The invention relates to a method for measuring the spring stiffness of a supporting and hanging frame online, and aims to provide a method which has the characteristics of fast measurement, accurate data and ability of being simple and convenient. The technical scheme is that the method for measuring the spring stiffness of the supporting and hanging frame online is implemented according to the following steps in sequence: 1) hoist cranes are hung on steel frame structures at two sides of the supporting and hanging frame, a pipeline is hoisted so as to enable the pipeline to break away from the supporting and hanging frame, and load influences imposed on the supporting and hanging frame by the pipeline are eliminated; 2) a strain gauge is attached at the position of a pull rod of the supporting and hanging frame; 3) the cranes are loosened so as to put the pipeline back to the supporting and hanging frame, strain data measured by the strain gauge is read, and the stroke of a spring is recorded at the same time; 4) a material and the section area of the pull rod are acquired according to data of the supporting and hanging frame; 5) the elasticity modulus of the pull rod is determined; and 6) the acquired variables are substituted into a formula.

Application Domain

Machine part testingElasticity measurement

Technology Topic

Elastic modulusStrain gauge +3

Image

  • Method for measuring spring stiffness of supporting and hanging frame online

Examples

  • Experimental program(1)

Example Embodiment

[0022] The present invention will be further described below in conjunction with the drawings.
[0023] figure 1 The support and hanger shown includes a support and hanger sleeve 3 fixed on a steel frame 8, a support and hanger tie rod installed in the support and hanger sleeve 1, a pressure block arranged on the top of the support and hanger tie rod, and The spring 2 at the lower end of the pressure block and the load F brought by the pipeline 7 act on the steel frame through the support and hanger rod, the spring and the support and hanger sleeve in turn.
[0024] In the present invention, a strain gauge 6 for measuring the strain of the tie rod is installed on the support and hanger rod.

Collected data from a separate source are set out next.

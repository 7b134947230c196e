//! Ingredient substitution for fixed recipe templates.

use regex::{NoExpand, RegexBuilder};
use tracing::debug;

use crate::config::StepRewrite;
use crate::knowledge::KnowledgeBase;
use crate::predicates::ingredient_is_restricted;
use crate::types::{Ingredient, RecipeTemplate, RestrictionSet, Substitution};

/// A template adapted to a restriction set, with the swaps that were made.
#[derive(Debug, Clone, PartialEq)]
pub struct Adaptation {
    pub template: RecipeTemplate,
    pub substitutions: Vec<Substitution>,
}

/// Finds replacements for restricted ingredients in a catalog.
pub struct SubstitutionResolver<'kb> {
    knowledge: &'kb KnowledgeBase,
    rewrite: StepRewrite,
}

impl<'kb> SubstitutionResolver<'kb> {
    pub fn new(knowledge: &'kb KnowledgeBase, rewrite: StepRewrite) -> Self {
        Self { knowledge, rewrite }
    }

    /// The replacement for `ingredient`: its first declared alternative that
    /// exists and is unrestricted, else the first unrestricted catalog entry
    /// of the same category with a different name.
    pub fn find_substitute(
        &self,
        ingredient: &Ingredient,
        restrictions: &RestrictionSet,
    ) -> Option<&'kb Ingredient> {
        for key in &ingredient.alternatives {
            match self.knowledge.ingredient(key) {
                Some(alternative) if !ingredient_is_restricted(alternative, restrictions) => {
                    return Some(alternative);
                }
                Some(_) => {}
                None => debug!(ingredient = %ingredient.name, key = %key, "Alternative not in catalog"),
            }
        }

        self.knowledge
            .ingredients()
            .iter()
            .map(|entry| &entry.ingredient)
            .find(|candidate| {
                candidate.category == ingredient.category
                    && candidate.name != ingredient.name
                    && !ingredient_is_restricted(candidate, restrictions)
            })
    }

    /// Adapt `template` to `restrictions`, or `None` if some restricted
    /// ingredient has no substitute.
    pub fn adapt_recipe(
        &self,
        template: &RecipeTemplate,
        restrictions: &RestrictionSet,
    ) -> Option<RecipeTemplate> {
        self.adapt_recipe_traced(template, restrictions)
            .map(|adaptation| adaptation.template)
    }

    /// Like [`adapt_recipe`](Self::adapt_recipe), also returning the swaps.
    pub fn adapt_recipe_traced(
        &self,
        template: &RecipeTemplate,
        restrictions: &RestrictionSet,
    ) -> Option<Adaptation> {
        let mut ingredients = Vec::with_capacity(template.ingredients.len());
        let mut substitutions = Vec::new();

        for ingredient in &template.ingredients {
            if !ingredient_is_restricted(ingredient, restrictions) {
                ingredients.push(ingredient.clone());
                continue;
            }

            match self.find_substitute(ingredient, restrictions) {
                Some(substitute) => {
                    debug!(recipe = %template.id, original = %ingredient.name, replacement = %substitute.name, "Substituted ingredient");
                    substitutions.push(Substitution {
                        original: ingredient.name.clone(),
                        replacement: substitute.name.clone(),
                    });
                    ingredients.push(substitute.clone());
                }
                None => {
                    debug!(recipe = %template.id, ingredient = %ingredient.name, "No substitute, recipe dropped");
                    return None;
                }
            }
        }

        let mut steps = template.steps.clone();
        for substitution in &substitutions {
            steps = steps
                .iter()
                .map(|step| {
                    rewrite_step(
                        step,
                        &substitution.original,
                        &substitution.replacement,
                        self.rewrite,
                    )
                })
                .collect();
        }

        Some(Adaptation {
            template: RecipeTemplate {
                ingredients,
                steps,
                ..template.clone()
            },
            substitutions,
        })
    }
}

/// Replace every case-insensitive occurrence of `original` in `step`.
///
/// `original` is matched literally; `replacement` is inserted literally.
pub fn rewrite_step(step: &str, original: &str, replacement: &str, mode: StepRewrite) -> String {
    if original.is_empty() {
        return step.to_string();
    }

    let escaped = regex::escape(original);
    let pattern = match mode {
        StepRewrite::Blunt => escaped,
        StepRewrite::WholeWord => format!(r"\b{}\b", escaped),
    };

    match RegexBuilder::new(&pattern).case_insensitive(true).build() {
        Ok(re) => re.replace_all(step, NoExpand(replacement)).into_owned(),
        Err(e) => {
            debug!(error = %e, original = %original, "Step rewrite pattern rejected");
            step.to_string()
        }
    }
}
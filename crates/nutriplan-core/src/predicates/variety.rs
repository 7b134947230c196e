//! Variety checks over a group of selected items.
//!
//! These are diagnostics: the planner reports them but never rejects a
//! plan because of them.

use std::collections::HashSet;

use crate::types::FoodItem;

/// True iff no two items share a name.
pub fn has_variety(selected: &[&FoodItem]) -> bool {
    let mut seen = HashSet::new();
    selected.iter().all(|item| seen.insert(item.name.as_str()))
}

/// True iff the distinct main ingredients (first tag of each item) number
/// at least `min(len, 3)`. Items without tags contribute nothing.
pub fn has_ingredient_diversity(selected: &[&FoodItem]) -> bool {
    let mains: HashSet<&str> = selected
        .iter()
        .filter_map(|item| item.ingredient_tags.first())
        .map(|tag| tag.as_str())
        .collect();
    mains.len() >= selected.len().min(3)
}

When the tie rod is stretched downward due to the weight of the pipeline, the strain gauge outputs and records the strain data of the tie rod. Both sides of the support and hanger sleeve are respectively equipped with a lifting hoist 5 installed on the steel frame for lifting the pipeline. The lifting hoists on both sides can lift the pipeline and eliminate the load caused by the pipeline on the support and hanger. influences. A scale 4 for recording the travel of the spring is arranged on the support and hanger sleeve.
[0025] The steps to measure spring stiffness are as follows:
[0026] 1) Hang the lifting hoist on the steel frame structure on both sides of the support and hanger, hoist the pipeline to eliminate the load impact of the pipeline on the support and hanger;
[0027] 2) Paste strain gauges at the position of the support and hanger rods;
[0028] 3) Loosen the hoist and put the pipe back on the hanger, read the strain data of the hanger measured by the strain gauge; meanwhile record the spring stroke;
[0029] 4) Obtain the material and cross-sectional area A of the tie rod through the support and hanger data;
[0030] 5) Measure the temperature of the tie rod to determine the elastic modulus E of the tie rod;
[0031] 6) Calculate the spring stiffness of the support and hanger based on the strain data, diameter, elastic modulus and spring stroke of the tie rod.
[0032] Measuring principle:
[0033] First, the elastic modulus of the tie rod is recorded as E, the cross-sectional area is A, and the spring stiffness is recorded as k.
[0034] Assuming that when the pipeline is hoisted with a hoist, the load on the support and hanger is F1, the strain of the tie rod is ε1, and the spring compression is x1, then for the spring:
[0035] F1=kx1;
[0036] For tie rods:
[0037] F1=ε1EA;
[0038] So there are:
[0039] kx1=ε1EA; (I)
[0040] Assuming that after the hoist is relaxed, the load on the support and hanger is F2, the strain of the tie rod is ε2, and the spring compression is x2, then for the spring:
[0041] F2=kx2;
[0042] For tie rods:
[0043] F2=ε2EA;
[0044] So there are:
[0045] kx2=ε2EA; (II)
[0046] From (I)-(II), we can get:
[0047] k(x1-x2)=(ε1-ε2)EA;
[0048] From this:
[0049] k=(ε1-ε2)EA/(x1-x2);
[0050] In the above formula, E and A can be obtained from the data of the support and hanger rod, ε1-ε2 is the strain of the rod measured by the strain gauge attached to the rod, and x1-x2 is the stroke of the spring. From this, the spring rate k can be calculated.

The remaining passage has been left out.